Before this change, bisync supported `--backup-dir` only when `Path1` and
`Path2` were different paths on the same remote. With this change, bisync
introduces new `--backup-dir1` and `--backup-dir2` flags to support separate
backup-dirs for `Path1` and `Path2`.
`--backup-dir1` and `--backup-dir2` can use different remotes from each other,
but `--backup-dir1` must use the same remote as `Path1`, and `--backup-dir2`
must use the same remote as `Path2`. Each backup directory must not overlap its
respective bisync Path without being excluded by a filter rule.

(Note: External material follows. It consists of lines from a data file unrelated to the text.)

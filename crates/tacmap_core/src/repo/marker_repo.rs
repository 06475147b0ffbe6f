//! Marker repository contracts and SQLite implementation.
//!
//! # Responsibility
//! - Provide row-level CRUD over the `markers` table.
//! - Keep SQL details inside the core persistence boundary.
//!
//! # Invariants
//! - Write paths call `Marker::validate()` before SQL mutations.
//! - Read paths reject invalid persisted state instead of masking it.
//! - `unique_id` is generated here, once, at insert time.

use crate::db::schema::{
    current_attributes, latest_version, table_columns, table_exists, MARKERS_TABLE,
};
use crate::db::DbError;
use crate::geometry::MapPoint;
use crate::model::marker::{Marker, MarkerId, MarkerValidationError, NewMarker, SymbolRef};
use rusqlite::{params, Connection, Row};
use std::error::Error;
use std::fmt::{Display, Formatter};
use uuid::Uuid;

const MARKER_SELECT_SQL: &str = "SELECT
    id,
    unique_id,
    x,
    y,
    name,
    svg_path,
    svg_content,
    size,
    scale_with_view,
    label_text,
    label_visible
FROM markers";

pub type RepoResult<T> = Result<T, RepoError>;

/// Repository error for marker persistence and queries.
#[derive(Debug)]
pub enum RepoError {
    Validation(MarkerValidationError),
    Db(DbError),
    NotFound(MarkerId),
    /// Connection schema is not at the expected migrated version.
    UninitializedConnection {
        expected_version: u32,
        actual_version: u32,
    },
    MissingRequiredTable(&'static str),
    MissingRequiredColumn {
        table: &'static str,
        column: &'static str,
    },
    InvalidData(String),
}

impl Display for RepoError {
    fn fmt(&self, f: &mut Formatter<'_>) -> std::fmt::Result {
        match self {
            Self::Validation(err) => write!(f, "{err}"),
            Self::Db(err) => write!(f, "{err}"),
            Self::NotFound(id) => write!(f, "marker not found: {id}"),
            Self::UninitializedConnection {
                expected_version,
                actual_version,
            } => write!(
                f,
                "marker store not migrated: expected schema {expected_version}, found {actual_version}"
            ),
            Self::MissingRequiredTable(table) => write!(f, "missing required table `{table}`"),
            Self::MissingRequiredColumn { table, column } => {
                write!(f, "missing required column `{table}.{column}`")
            }
            Self::InvalidData(message) => write!(f, "invalid persisted marker data: {message}"),
        }
    }
}

impl Error for RepoError {
    fn source(&self) -> Option<&(dyn Error + 'static)> {
        match self {
            Self::Validation(err) => Some(err),
            Self::Db(err) => Some(err),
            _ => None,
        }
    }
}

impl From<MarkerValidationError> for RepoError {
    fn from(value: MarkerValidationError) -> Self {
        Self::Validation(value)
    }
}

impl From<DbError> for RepoError {
    fn from(value: DbError) -> Self {
        Self::Db(value)
    }
}

impl From<rusqlite::Error> for RepoError {
    fn from(value: rusqlite::Error) -> Self {
        Self::Db(DbError::Sqlite(value))
    }
}

/// Repository interface for marker rows.
pub trait MarkerRepository {
    /// Inserts a new marker and returns it with its assigned ids.
    fn insert_marker(&self, marker: &NewMarker) -> RepoResult<Marker>;
    /// Overwrites every mutable attribute of an existing marker.
    fn update_marker(&self, marker: &Marker) -> RepoResult<()>;
    fn get_marker(&self, id: MarkerId) -> RepoResult<Option<Marker>>;
    /// All markers ordered by id ascending.
    fn list_markers(&self) -> RepoResult<Vec<Marker>>;
    fn delete_marker(&self, id: MarkerId) -> RepoResult<()>;
    /// Smallest size among live markers, `None` when the store is empty.
    fn smallest_size(&self) -> RepoResult<Option<f64>>;
}

/// SQLite-backed marker repository.
pub struct SqliteMarkerRepository<'conn> {
    conn: &'conn Connection,
}

impl<'conn> SqliteMarkerRepository<'conn> {
    /// Creates a repository over a connection already known to be migrated.
    pub fn new(conn: &'conn Connection) -> Self {
        Self { conn }
    }

    /// Creates a repository after checking the connection is migrated.
    pub fn try_new(conn: &'conn Connection) -> RepoResult<Self> {
        ensure_marker_connection_ready(conn)?;
        Ok(Self { conn })
    }
}

impl MarkerRepository for SqliteMarkerRepository<'_> {
    fn insert_marker(&self, new: &NewMarker) -> RepoResult<Marker> {
        let mut marker = Marker {
            id: 0,
            unique_id: Uuid::new_v4(),
            position: new.position,
            name: new.name.clone(),
            symbol: new.symbol.clone(),
            size: new.size,
            scale_with_view: false,
            label_text: None,
            label_visible: false,
        };
        marker.validate()?;

        self.conn.execute(
            "INSERT INTO markers (
                unique_id,
                x,
                y,
                name,
                svg_path,
                svg_content,
                size,
                scale_with_view,
                label_text,
                label_visible
            ) VALUES (?1, ?2, ?3, ?4, ?5, ?6, ?7, ?8, ?9, ?10);",
            params![
                marker.unique_id.to_string(),
                marker.position.x,
                marker.position.y,
                marker.name.as_str(),
                marker.symbol.path.as_deref(),
                marker.symbol.content.as_deref(),
                marker.size,
                bool_to_int(marker.scale_with_view),
                marker.label_text.as_deref(),
                bool_to_int(marker.label_visible),
            ],
        )?;

        marker.id = self.conn.last_insert_rowid();
        Ok(marker)
    }

    fn update_marker(&self, marker: &Marker) -> RepoResult<()> {
        marker.validate()?;

        let changed = self.conn.execute(
            "UPDATE markers
             SET
                x = ?2,
                y = ?3,
                name = ?4,
                svg_path = ?5,
                svg_content = ?6,
                size = ?7,
                scale_with_view = ?8,
                label_text = ?9,
                label_visible = ?10
             WHERE id = ?1;",
            params![
                marker.id,
                marker.position.x,
                marker.position.y,
                marker.name.as_str(),
                marker.symbol.path.as_deref(),
                marker.symbol.content.as_deref(),
                marker.size,
                bool_to_int(marker.scale_with_view),
                marker.label_text.as_deref(),
                bool_to_int(marker.label_visible),
            ],
        )?;

        if changed == 0 {
            return Err(RepoError::NotFound(marker.id));
        }

        Ok(())
    }

    fn get_marker(&self, id: MarkerId) -> RepoResult<Option<Marker>> {
        let mut stmt = self
            .conn
            .prepare(&format!("{MARKER_SELECT_SQL} WHERE id = ?1;"))?;
        let mut rows = stmt.query([id])?;
        if let Some(row) = rows.next()? {
            return Ok(Some(parse_marker_row(row)?));
        }
        Ok(None)
    }

    fn list_markers(&self) -> RepoResult<Vec<Marker>> {
        let mut stmt = self
            .conn
            .prepare(&format!("{MARKER_SELECT_SQL} ORDER BY id ASC;"))?;
        let mut rows = stmt.query([])?;
        let mut markers = Vec::new();
        while let Some(row) = rows.next()? {
            markers.push(parse_marker_row(row)?);
        }
        Ok(markers)
    }

    fn delete_marker(&self, id: MarkerId) -> RepoResult<()> {
        let changed = self
            .conn
            .execute("DELETE FROM markers WHERE id = ?1;", [id])?;
        if changed == 0 {
            return Err(RepoError::NotFound(id));
        }
        Ok(())
    }

    fn smallest_size(&self) -> RepoResult<Option<f64>> {
        let smallest = self
            .conn
            .query_row("SELECT MIN(size) FROM markers;", [], |row| {
                row.get::<_, Option<f64>>(0)
            })?;
        Ok(smallest)
    }
}

fn parse_marker_row(row: &Row<'_>) -> RepoResult<Marker> {
    let id: MarkerId = row.get("id")?;
    let unique_text: String = row.get("unique_id")?;
    let unique_id = Uuid::parse_str(&unique_text).map_err(|_| {
        RepoError::InvalidData(format!(
            "invalid uuid `{unique_text}` in markers.unique_id (id={id})"
        ))
    })?;

    let marker = Marker {
        id,
        unique_id,
        position: MapPoint::new(row.get("x")?, row.get("y")?),
        name: row.get::<_, Option<String>>("name")?.unwrap_or_default(),
        symbol: SymbolRef {
            path: row.get("svg_path")?,
            content: row.get("svg_content")?,
        },
        size: row.get("size")?,
        scale_with_view: int_to_bool(row.get("scale_with_view")?, "scale_with_view")?,
        label_text: row.get("label_text")?,
        label_visible: int_to_bool(row.get("label_visible")?, "label_visible")?,
    };
    marker
        .validate()
        .map_err(|err| RepoError::InvalidData(format!("marker {id}: {err}")))?;
    Ok(marker)
}

fn ensure_marker_connection_ready(conn: &Connection) -> RepoResult<()> {
    let expected_version = latest_version();
    let actual_version: u32 = conn.query_row("PRAGMA user_version;", [], |row| row.get(0))?;
    if actual_version != expected_version {
        return Err(RepoError::UninitializedConnection {
            expected_version,
            actual_version,
        });
    }

    if !table_exists(conn, MARKERS_TABLE)? {
        return Err(RepoError::MissingRequiredTable(MARKERS_TABLE));
    }

    let columns = table_columns(conn, MARKERS_TABLE)?;
    for attribute in current_attributes() {
        if !columns.iter().any(|column| column.name == attribute.name) {
            return Err(RepoError::MissingRequiredColumn {
                table: MARKERS_TABLE,
                column: attribute.name,
            });
        }
    }

    Ok(())
}

fn int_to_bool(value: i64, column: &'static str) -> RepoResult<bool> {
    match value {
        0 => Ok(false),
        1 => Ok(true),
        other => Err(RepoError::InvalidData(format!(
            "invalid {column} value `{other}` in markers.{column}"
        ))),
    }
}

fn bool_to_int(value: bool) -> i64 {
    if value {
        1
    } else {
        0
    }
}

The standard `--backup-dir` will also work, if both paths use the same remote
(but note that deleted files from both paths would be mixed together in the
same dir). If either `--backup-dir1` and `--backup-dir2` are set, they will
override `--backup-dir`.
Before this change, bisync intentionally ignored Google Docs (albeit in a
buggy way that caused problems during --resync.) After this change, Google Docs
(including Google Sheets, Slides, etc.) are now supported in bisync, subject to
the same options, defaults, and limitations as in `rclone sync`. When bisyncing
drive with non-drive backends, the drive -> non-drive direction is controlled
by `--drive-export-formats` (default `"docx,xlsx,pptx,svg"`) and the non-drive
-> drive direction is controlled by `--drive-import-formats` (default none.)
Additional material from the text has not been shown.